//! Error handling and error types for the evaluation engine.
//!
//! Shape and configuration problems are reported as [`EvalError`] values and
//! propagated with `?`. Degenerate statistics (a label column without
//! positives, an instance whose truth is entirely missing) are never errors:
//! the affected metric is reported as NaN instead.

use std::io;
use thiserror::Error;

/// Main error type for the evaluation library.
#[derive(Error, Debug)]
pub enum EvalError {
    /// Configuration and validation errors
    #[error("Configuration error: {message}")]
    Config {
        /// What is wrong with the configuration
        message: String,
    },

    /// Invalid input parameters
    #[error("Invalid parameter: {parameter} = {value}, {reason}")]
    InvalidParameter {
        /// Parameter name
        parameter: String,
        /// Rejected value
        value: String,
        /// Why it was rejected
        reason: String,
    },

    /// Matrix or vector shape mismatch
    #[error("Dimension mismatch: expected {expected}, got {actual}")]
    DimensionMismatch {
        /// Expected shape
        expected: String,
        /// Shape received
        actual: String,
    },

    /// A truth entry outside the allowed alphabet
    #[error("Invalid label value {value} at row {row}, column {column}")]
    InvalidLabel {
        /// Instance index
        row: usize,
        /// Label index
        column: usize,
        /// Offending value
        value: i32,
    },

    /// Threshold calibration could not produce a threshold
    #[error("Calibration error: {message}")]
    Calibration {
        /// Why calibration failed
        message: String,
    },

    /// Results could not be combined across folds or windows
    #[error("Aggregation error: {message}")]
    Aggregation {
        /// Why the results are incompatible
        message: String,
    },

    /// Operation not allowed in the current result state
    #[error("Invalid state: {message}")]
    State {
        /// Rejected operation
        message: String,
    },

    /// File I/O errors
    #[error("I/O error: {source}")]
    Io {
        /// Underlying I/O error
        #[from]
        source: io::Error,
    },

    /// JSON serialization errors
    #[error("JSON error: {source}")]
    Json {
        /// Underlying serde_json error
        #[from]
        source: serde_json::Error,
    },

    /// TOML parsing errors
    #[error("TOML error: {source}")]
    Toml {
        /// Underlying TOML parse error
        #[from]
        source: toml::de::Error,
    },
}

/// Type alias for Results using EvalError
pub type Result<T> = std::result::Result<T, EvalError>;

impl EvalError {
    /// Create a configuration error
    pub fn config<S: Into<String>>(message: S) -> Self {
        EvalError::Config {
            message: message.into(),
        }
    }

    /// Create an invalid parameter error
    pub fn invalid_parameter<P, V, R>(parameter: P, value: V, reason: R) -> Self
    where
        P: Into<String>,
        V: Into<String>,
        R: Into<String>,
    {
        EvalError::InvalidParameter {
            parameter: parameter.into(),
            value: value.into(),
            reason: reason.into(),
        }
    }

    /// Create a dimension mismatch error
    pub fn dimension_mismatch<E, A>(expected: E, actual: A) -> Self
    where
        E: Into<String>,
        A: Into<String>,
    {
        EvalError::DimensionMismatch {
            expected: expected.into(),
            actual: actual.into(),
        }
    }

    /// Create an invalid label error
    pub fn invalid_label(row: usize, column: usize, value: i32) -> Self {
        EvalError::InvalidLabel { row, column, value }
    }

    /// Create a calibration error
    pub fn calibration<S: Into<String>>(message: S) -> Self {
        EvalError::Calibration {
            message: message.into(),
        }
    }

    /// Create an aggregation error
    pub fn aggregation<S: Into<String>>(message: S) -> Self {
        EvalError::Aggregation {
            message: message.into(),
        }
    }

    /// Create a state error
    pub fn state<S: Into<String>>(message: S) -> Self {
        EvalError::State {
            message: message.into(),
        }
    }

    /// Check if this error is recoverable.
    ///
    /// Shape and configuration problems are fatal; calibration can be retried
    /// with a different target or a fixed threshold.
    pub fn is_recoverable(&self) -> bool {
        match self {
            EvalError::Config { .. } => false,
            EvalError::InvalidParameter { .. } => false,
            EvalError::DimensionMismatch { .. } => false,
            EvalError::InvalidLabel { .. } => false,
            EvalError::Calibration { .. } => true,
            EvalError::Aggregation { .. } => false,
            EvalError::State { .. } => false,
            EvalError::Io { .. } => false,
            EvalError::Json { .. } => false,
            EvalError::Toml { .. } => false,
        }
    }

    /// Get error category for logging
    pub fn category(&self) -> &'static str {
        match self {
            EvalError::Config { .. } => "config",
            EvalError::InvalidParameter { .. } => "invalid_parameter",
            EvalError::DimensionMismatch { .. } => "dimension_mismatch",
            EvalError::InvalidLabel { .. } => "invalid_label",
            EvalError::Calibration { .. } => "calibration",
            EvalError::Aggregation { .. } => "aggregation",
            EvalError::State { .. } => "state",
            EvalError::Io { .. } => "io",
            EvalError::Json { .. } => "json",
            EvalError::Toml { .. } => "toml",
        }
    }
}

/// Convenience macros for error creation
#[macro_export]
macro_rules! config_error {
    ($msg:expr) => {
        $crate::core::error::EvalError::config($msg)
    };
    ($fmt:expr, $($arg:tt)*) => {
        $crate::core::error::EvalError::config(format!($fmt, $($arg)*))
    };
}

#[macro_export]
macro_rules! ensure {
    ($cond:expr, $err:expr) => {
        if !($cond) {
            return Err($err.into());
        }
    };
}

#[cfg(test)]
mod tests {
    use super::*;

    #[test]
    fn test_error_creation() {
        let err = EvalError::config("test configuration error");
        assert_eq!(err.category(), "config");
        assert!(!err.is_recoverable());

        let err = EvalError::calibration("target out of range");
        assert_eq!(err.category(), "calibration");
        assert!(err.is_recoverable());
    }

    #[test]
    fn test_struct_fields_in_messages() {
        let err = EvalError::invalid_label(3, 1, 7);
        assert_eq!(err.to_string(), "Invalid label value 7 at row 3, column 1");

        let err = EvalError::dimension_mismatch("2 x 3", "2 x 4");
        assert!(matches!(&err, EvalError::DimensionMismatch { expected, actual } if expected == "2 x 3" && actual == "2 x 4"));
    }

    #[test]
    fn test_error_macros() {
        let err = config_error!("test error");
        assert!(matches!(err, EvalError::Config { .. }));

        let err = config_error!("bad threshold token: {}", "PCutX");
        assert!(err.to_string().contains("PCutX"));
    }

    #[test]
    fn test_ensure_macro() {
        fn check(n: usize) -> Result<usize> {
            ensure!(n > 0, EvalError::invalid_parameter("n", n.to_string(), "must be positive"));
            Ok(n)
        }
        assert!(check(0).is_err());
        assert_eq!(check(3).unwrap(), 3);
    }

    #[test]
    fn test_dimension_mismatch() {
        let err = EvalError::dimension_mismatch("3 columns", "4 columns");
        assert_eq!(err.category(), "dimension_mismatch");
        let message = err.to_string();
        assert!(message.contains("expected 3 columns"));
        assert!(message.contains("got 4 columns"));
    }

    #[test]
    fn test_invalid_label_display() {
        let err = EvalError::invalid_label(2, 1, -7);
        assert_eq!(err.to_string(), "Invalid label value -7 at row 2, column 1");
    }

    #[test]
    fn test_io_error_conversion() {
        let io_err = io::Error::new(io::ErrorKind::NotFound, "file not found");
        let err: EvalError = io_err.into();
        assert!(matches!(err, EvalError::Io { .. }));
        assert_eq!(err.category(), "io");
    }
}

^^^^^^^^

WHAT YOU ARE ASKED TO DO ▸
Copy down the complete data exactly as supplied.

WORKED SOLUTION ▸
//! Error handling and error types for the evaluation engine.
//!
//! Shape and configuration problems are reported as [`EvalError`] values and
//! propagated with `?`. Degenerate statistics (a label column without
//! positives, an instance whose truth is entirely missing) are never errors:
//! the affected metric is reported as NaN instead.

use std::io;
use thiserror::Error;

/// Main error type for the evaluation library.
#[derive(Error, Debug)]
pub enum EvalError {
    /// Configuration and validation errors
    #[error("Configuration error: {message}")]
    Config {
        /// What is wrong with the configuration
        message: String,
    },

    /// Invalid input parameters
    #[error("Invalid parameter: {parameter} = {value}, {reason}")]
    InvalidParameter {
        /// Parameter name
        parameter: String,
        /// Rejected value
        value: String,
        /// Why it was rejected
        reason: String,
    },

    /// Matrix or vector shape mismatch
    #[error("Dimension mismatch: expected {expected}, got {actual}")]
    DimensionMismatch {
        /// Expected shape
        expected: String,
        /// Shape received
        actual: String,
    },

    /// A truth entry outside the allowed alphabet
    #[error("Invalid label value {value} at row {row}, column {column}")]
    InvalidLabel {
        /// Instance index
        row: usize,
        /// Label index
        column: usize,
        /// Offending value
        value: i32,
    },

    /// Threshold calibration could not produce a threshold
    #[error("Calibration error: {message}")]
    Calibration {
        /// Why calibration failed
        message: String,
    },

    /// Results could not be combined across folds or windows
    #[error("Aggregation error: {message}")]
    Aggregation {
        /// Why the results are incompatible
        message: String,
    },

    /// Operation not allowed in the current result state
    #[error("Invalid state: {message}")]
    State {
        /// Rejected operation
        message: String,
    },

    /// File I/O errors
    #[error("I/O error: {source}")]
    Io {
        /// Underlying I/O error
        #[from]
        source: io::Error,
    },

    /// JSON serialization errors
    #[error("JSON error: {source}")]
    Json {
        /// Underlying serde_json error
        #[from]
        source: serde_json::Error,
    },

    /// TOML parsing errors
    #[error("TOML error: {source}")]
    Toml {
        /// Underlying TOML parse error
        #[from]
        source: toml::de::Error,
    },
}

/// Type alias for Results using EvalError
pub type Result<T> = std::result::Result<T, EvalError>;

impl EvalError {
    /// Create a configuration error
    pub fn config<S: Into<String>>(message: S) -> Self {
        EvalError::Config {
            message: message.into(),
        }
    }

    /// Create an invalid parameter error
    pub fn invalid_parameter<P, V, R>(parameter: P, value: V, reason: R) -> Self
    where
        P: Into<String>,
        V: Into<String>,
        R: Into<String>,
    {
        EvalError::InvalidParameter {
            parameter: parameter.into(),
            value: value.into(),
            reason: reason.into(),
        }
    }

    /// Create a dimension mismatch error
    pub fn dimension_mismatch<E, A>(expected: E, actual: A) -> Self
    where
        E: Into<String>,
        A: Into<String>,
    {
        EvalError::DimensionMismatch {
            expected: expected.into(),
            actual: actual.into(),
        }
    }

    /// Create an invalid label error
    pub fn invalid_label(row: usize, column: usize, value: i32) -> Self {
        EvalError::InvalidLabel { row, column, value }
    }

    /// Create a calibration error
    pub fn calibration<S: Into<String>>(message: S) -> Self {
        EvalError::Calibration {
            message: message.into(),
        }
    }

    /// Create an aggregation error
    pub fn aggregation<S: Into<String>>(message: S) -> Self {
        EvalError::Aggregation {
            message: message.into(),
        }
    }

    /// Create a state error
    pub fn state<S: Into<String>>(message: S) -> Self {
        EvalError::State {
            message: message.into(),
        }
    }

    /// Check if this error is recoverable.
    ///
    /// Shape and configuration problems are fatal; calibration can be retried
    /// with a different target or a fixed threshold.
    pub fn is_recoverable(&self) -> bool {
        match self {
            EvalError::Config { .. } => false,
            EvalError::InvalidParameter { .. } => false,
            EvalError::DimensionMismatch { .. } => false,
            EvalError::InvalidLabel { .. } => false,
            EvalError::Calibration { .. } => true,
            EvalError::Aggregation { .. } => false,
            EvalError::State { .. } => false,
            EvalError::Io { .. } => false,
            EvalError::Json { .. } => false,
            EvalError::Toml { .. } => false,
        }
    }

    /// Get error category for logging
    pub fn category(&self) -> &'static str {
        match self {
            EvalError::Config { .. } => "config",
            EvalError::InvalidParameter { .. } => "invalid_parameter",
            EvalError::DimensionMismatch { .. } => "dimension_mismatch",
            EvalError::InvalidLabel { .. } => "invalid_label",
            EvalError::Calibration { .. } => "calibration",
            EvalError::Aggregation { .. } => "aggregation",
            EvalError::State { .. } => "state",
            EvalError::Io { .. } => "io",
            EvalError::Json { .. } => "json",
            EvalError::Toml { .. } => "toml",
        }
    }
}

/// Convenience macros for error creation
#[macro_export]
macro_rules! config_error {
    ($msg:expr) => {
        $crate::core::error::EvalError::config($msg)
    };
    ($fmt:expr, $($arg:tt)*) => {
        $crate::core::error::EvalError::config(format!($fmt, $($arg)*))
    };
}

#[macro_export]
macro_rules! ensure {
    ($cond:expr, $err:expr) => {
        if !($cond) {
            return Err($err.into());
        }
    };
}

#[cfg(test)]
mod tests {
    use super::*;

    #[test]
    fn test_error_creation() {
        let err = EvalError::config("test configuration error");
        assert_eq!(err.category(), "config");
        assert!(!err.is_recoverable());

        let err = EvalError::calibration("target out of range");
        assert_eq!(err.category(), "calibration");
        assert!(err.is_recoverable());
    }

    #[test]
    fn test_struct_fields_in_messages() {
        let err = EvalError::invalid_label(3, 1, 7);
        assert_eq!(err.to_string(), "Invalid label value 7 at row 3, column 1");

        let err = EvalError::dimension_mismatch("2 x 3", "2 x 4");
        assert!(matches!(&err, EvalError::DimensionMismatch { expected, actual } if expected == "2 x 3" && actual == "2 x 4"));
    }

    #[test]
    fn test_error_macros() {
        let err = config_error!("test error");
        assert!(matches!(err, EvalError::Config { .. }));

        let err = config_error!("bad threshold token: {}", "PCutX");
        assert!(err.to_string().contains("PCutX"));
    }

    #[test]
    fn test_ensure_macro() {
        fn check(n: usize) -> Result<usize> {
            ensure!(n > 0, EvalError::invalid_parameter("n", n.to_string(), "must be positive"));
            Ok(n)
        }
        assert!(check(0).is_err());
        assert_eq!(check(3).unwrap(), 3);
    }

    #[test]
    fn test_dimension_mismatch() {
        let err = EvalError::dimension_mismatch("3 columns", "4 columns");
        assert_eq!(err.category(), "dimension_mismatch");
        let message = err.to_string();
        assert!(message.contains("expected 3 columns"));
        assert!(message.contains("got 4 columns"));
    }

    #[test]
    fn test_invalid_label_display() {
        let err = EvalError::invalid_label(2, 1, -7);
        assert_eq!(err.to_string(), "Invalid label value -7 at row 2, column 1");
    }

    #[test]
    fn test_io_error_conversion() {
        let io_err = io::Error::new(io::ErrorKind::NotFound, "file not found");
        let err: EvalError = io_err.into();
        assert!(matches!(err, EvalError::Io { .. }));
        assert_eq!(err.category(), "io");
    }
}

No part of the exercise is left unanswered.